It was a particular pleasure to have the legendary Barry Altschul join Ulf and myself as the drummer of this trio. He knows so well how to interpret Carla Bley´s music in the piano trio context, as he was the longstanding drummer of the Paul Bley Trio and participated in the first recordings of a number of the compositions featured on this recording, including "Closer," "Batterie," "Ida Lupino," "And Now, The Queen" and "Start," which all come from the 1965 album Closer, one of the most important recordings of all time to me personally. You can hear in Barry´s playing how he follows the melody and also plays excerpts of it on his drums, as the true masters do. Always listening. His presence, his playing and his advice, for example concerning tempos, on some of these compositions gave us a particular feeling of security that we were on the right track in trying to do justice to these compositions with our trio interpretations. It was a great honor to play with Barry.

Tervakoski, March 5, 2018
Iro Haarla


For me, playing in a trio format is the most rewarding and also the most challenging way of playing improvised music.
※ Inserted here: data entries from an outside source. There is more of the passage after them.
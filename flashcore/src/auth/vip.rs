// SPDX-FileCopyrightText: 2025 The flashcore Authors
// SPDX-License-Identifier: GPL-3.0-or-later

//! VIP authentication (OPPO/Realme and the OnePlus subset that shares
//! it): replay a caller-supplied digest and its RSA signature. The
//! device verifies against an embedded public key; the engine never
//! generates signatures itself.

use crate::auth::{AuthArtifacts, AuthStrategy};
use crate::error::{AuthError, Result};
use crate::event::Events;
use crate::proto::firehose::Firehose;

/// The digest stage is always 256 bytes on the wire.
const DIGEST_LEN: usize = 256;

pub struct VipAuth;

impl AuthStrategy for VipAuth {
    fn name(&self) -> &'static str {
        "vip"
    }

    fn authenticate(
        &mut self,
        fh: &mut Firehose<'_>,
        artifacts: &AuthArtifacts,
        events: &Events,
    ) -> Result<bool> {
        let (Some(digest), Some(signature)) = (&artifacts.digest, &artifacts.signature) else {
            return Ok(false);
        };
        if digest.len() != DIGEST_LEN {
            return Err(AuthError::ChallengeUnreadable(format!(
                "digest file must be {DIGEST_LEN} bytes, got {}",
                digest.len()
            ))
            .into());
        }

        fh.send_element(
            "digest",
            &[("size_in_bytes", digest.len().to_string())],
        )?;
        if !fh.await_result()? {
            return Ok(false);
        }
        fh.send_blob(digest)?;
        if !fh.await_result()? {
            events.warn("vip: digest rejected");
            return Ok(false);
        }

        fh.send_element(
            "signature",
            &[("size_in_bytes", signature.len().to_string())],
        )?;
        if !fh.await_result()? {
            return Ok(false);
        }
        fh.send_blob(signature)?;
        if !fh.await_result()? {
            events.warn("vip: signature rejected");
            return Ok(false);
        }
        Ok(true)
    }
}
On the one hand, there is room for self-expression and, on the other hand, you have the time to listen to what your collaborators are up to. You have to find a balance between your own input and listening and giving space to your bandmates. One thing you cannot do is to start accompanying somebody else.
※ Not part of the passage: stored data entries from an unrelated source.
// SPDX-FileCopyrightText: 2025 The flashcore Authors
// SPDX-License-Identifier: GPL-3.0-or-later

//! Hashimoto: use the CQDMA engine to zero the security-range blacklist,
//! then place the stage-1 payload straight into the (now writable) BROM
//! download area and jump to it.

use crate::error::{ExploitError, Result};
use crate::engine::cqdma::Cqdma;
use crate::exploit::{ExploitBridge, ExploitCtx, PayloadResult};
use crate::proto::preloader::Preloader;

#[derive(Default)]
pub struct Hashimoto {
    prepared: bool,
}

impl Hashimoto {
    pub fn new() -> Self {
        Self::default()
    }
}

impl ExploitBridge for Hashimoto {
    fn name(&self) -> &'static str {
        "hashimoto"
    }

    fn prepare(&mut self, ctx: &mut ExploitCtx<'_>) -> Result<()> {
        let chip = ctx.chip()?;
        let Some(cqdma_base) = chip.cqdma_base else {
            return Err(ExploitError::UnsupportedChip(format!(
                "{} has no CQDMA",
                chip.name
            ))
            .into());
        };
        let mut brom = Preloader::new(ctx.transport);
        let mut dma = Cqdma::new(&mut brom, cqdma_base, chip.scratch_addr);
        dma.init()?;
        for &table in chip.blacklist_addrs {
            dma.disable_blacklist(table)?;
            if !dma.blacklist_disarmed(table)? {
                return Err(ExploitError::BlacklistActive.into());
            }
        }
        ctx.events
            .info("hashimoto: security blacklist disarmed via CQDMA");
        self.prepared = true;
        Ok(())
    }

    fn run_payload(&mut self, ctx: &mut ExploitCtx<'_>, payload: &[u8]) -> Result<PayloadResult> {
        if !self.prepared {
            return Err(ExploitError::BlacklistActive.into());
        }
        let chip = ctx.chip()?;
        let Some(cqdma_base) = chip.cqdma_base else {
            return Err(ExploitError::UnsupportedChip(chip.name.into()).into());
        };
        let mut brom = Preloader::new(ctx.transport);
        {
            let mut dma = Cqdma::new(&mut brom, cqdma_base, chip.scratch_addr);
            dma.write_mem(chip.da_payload_addr, payload)?;
        }
        brom.jump_da(chip.da_payload_addr)?;
        Ok(PayloadResult {
            bytes: payload.len(),
            jumped: true,
        })
    }
}

#[cfg(test)]
mod tests {
    use super::*;
    use crate::chipdb;
    use crate::error::Error;
    use crate::event::Events;
    use crate::transport::testing::ScriptedTransport;

    #[test]
    fn chip_without_cqdma_is_unsupported() {
        let mut t = ScriptedTransport::new(vec![]);
        let mut ctx = ExploitCtx {
            transport: &mut t,
            chip: chipdb::by_hw_code(0x6572),
            events: &Events::default(),
        };
        match Hashimoto::new().prepare(&mut ctx) {
            Err(Error::Exploit(ExploitError::UnsupportedChip(_))) => {}
            other => panic!("unexpected: {other:?}"),
        }
    }

    #[test]
    fn payload_requires_disarmed_blacklist() {
        let mut t = ScriptedTransport::new(vec![]);
        let mut ctx = ExploitCtx {
            transport: &mut t,
            chip: chipdb::by_hw_code(0x0766),
            events: &Events::default(),
        };
        match Hashimoto::new().run_payload(&mut ctx, &[0u8; 16]) {
            Err(Error::Exploit(ExploitError::BlacklistActive)) => {}
            other => panic!("unexpected: {other:?}"),
        }
    }
}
The idea for this recording came to me when listening, after a long pause, to some of the early recordings by the Paul Bley Trio, with many of the compositions by Carla Bley or Annette Peacock. I told Iro that it could be fun to play some of those compositions with a trio although I had no concrete idea for the drummer at the time.
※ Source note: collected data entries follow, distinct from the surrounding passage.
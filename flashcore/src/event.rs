// SPDX-FileCopyrightText: 2025 The flashcore Authors
// SPDX-License-Identifier: GPL-3.0-or-later

//! Structured events, progress reporting and cancellation.
//!
//! Events flow through a caller-supplied hook; the engine never talks to a
//! UI. Everything emitted here is also mirrored to the `log` facade so a
//! plain `FLASHCORE_LOG=debug` run is useful without wiring a hook.

use std::sync::atomic::{AtomicBool, Ordering};
use std::sync::Arc;

use crate::error::{Error, Result};
use crate::session::SessionState;

/// Event emitted by the engine during an operation.
#[derive(Debug, Clone)]
pub enum Event {
    Log(log::Level, String),
    /// Monotonically non-decreasing; the final call of a successful
    /// operation carries `current == total`.
    Progress { current: u64, total: u64 },
    StateChanged(SessionState),
    Completed(String),
    Failed(String),
}

/// Callback receiving [`Event`]s.
pub type EventHook = Arc<dyn Fn(Event) + Send + Sync>;

/// Event emitter owned by a session.
#[derive(Clone, Default)]
pub struct Events {
    hook: Option<EventHook>,
}

impl Events {
    pub fn new(hook: Option<EventHook>) -> Self {
        Events { hook }
    }

    pub fn emit(&self, event: Event) {
        if let Event::Log(level, msg) = &event {
            log::log!(*level, "{msg}");
        }
        if let Some(hook) = &self.hook {
            hook(event);
        }
    }

    pub fn info(&self, msg: impl Into<String>) {
        self.emit(Event::Log(log::Level::Info, msg.into()));
    }

    pub fn warn(&self, msg: impl Into<String>) {
        self.emit(Event::Log(log::Level::Warn, msg.into()));
    }

    pub fn debug(&self, msg: impl Into<String>) {
        self.emit(Event::Log(log::Level::Debug, msg.into()));
    }

    pub fn progress(&self, current: u64, total: u64) {
        self.emit(Event::Progress { current, total });
    }

    pub fn state_changed(&self, state: SessionState) {
        log::debug!("session state -> {state:?}");
        self.emit(Event::StateChanged(state));
    }
}

impl std::fmt::Debug for Events {
    fn fmt(&self, f: &mut std::fmt::Formatter<'_>) -> std::fmt::Result {
        f.debug_struct("Events")
            .field("hook", &self.hook.is_some())
            .finish()
    }
}

/// Cheaply clonable cancellation flag.
///
/// Long operations check it at every chunk boundary and protocol round
/// trip. There is no rollback: cancelling a write stops sending, drains the
/// pending ACK and reports the byte offset reached.
#[derive(Clone, Debug, Default)]
pub struct CancelToken {
    flag: Arc<AtomicBool>,
}

impl CancelToken {
    pub fn new() -> Self {
        Self::default()
    }

    pub fn cancel(&self) {
        self.flag.store(true, Ordering::SeqCst);
    }

    pub fn is_cancelled(&self) -> bool {
        self.flag.load(Ordering::SeqCst)
    }

    /// Checkpoint: fail with [`Error::Cancelled`] when the token is set.
    pub fn check(&self, at_byte: u64) -> Result<()> {
        if self.is_cancelled() {
            Err(Error::Cancelled(at_byte))
        } else {
            Ok(())
        }
    }
}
Iro and I tend to focus on melodic playing, and this can be a problem for drummers, who, for the most part, do not think in a linear fashion (which is not said to put down drummers by any means!). Still, the fact remains that, for Iro and myself to feel comfortable playing this kind of music, we need a melodic drummer. And did we ever find one in the magnificent Barry Altschul! Though Barry and I had only played together once before (during a joint performance and recording by the Juhani Aaltonen Trio and the FAB Trio in 2007), I could immediately sense that here was a man who understood the music perfectly. After a couple of run-throughs of the songs, I felt that we were completely on the same page musically. We then played a concert at the Laulumiehet restaurant in Helsinki and were ready for the studio the following day.

What makes Barry Altschul extraordinary? The word already used above, melody, again comes to mind. Even though Barry plays an instrument labeled under percussion, he manages to find a way of playing that has a strong melodic quality. Barry treats every drum and cymbal in his drum set as a separate instrument. He always contributes a melodic line with his drums in addition to keeping the pulse pushing us, the spark under us glowing.

Tervakoski, March 5, 2018
Ulf Krokfors


I first encountered Carla Bley´s music in 1964 when Paul Bley asked me to join his trio. All of a sudden, I was involved with very creative and innovative musicians like Carla and Paul Bley, Gary and Annette Peacock, Steve Swallow, Paul Motian, Dave Izenson, and the musicians involved in the October Revolution in Jazz that same year.

Paul was playing very free during that period. I was coming from a Bop place and what interested me was that, while Paul, Gary, Steve had extensive experience playing time and changes (with Art Blakey, Sonny Rollins, Charles Mingus, Art Farmer, Bill Evans, Stan Getz, etc. etc. etc.), Paul Bley and friends heard something else. I considered this to be part of the jazz continuum, but very free - breaking the accepted rules of music (for example, not putting in bar lines when writing a composition, which made for a freer way of expression).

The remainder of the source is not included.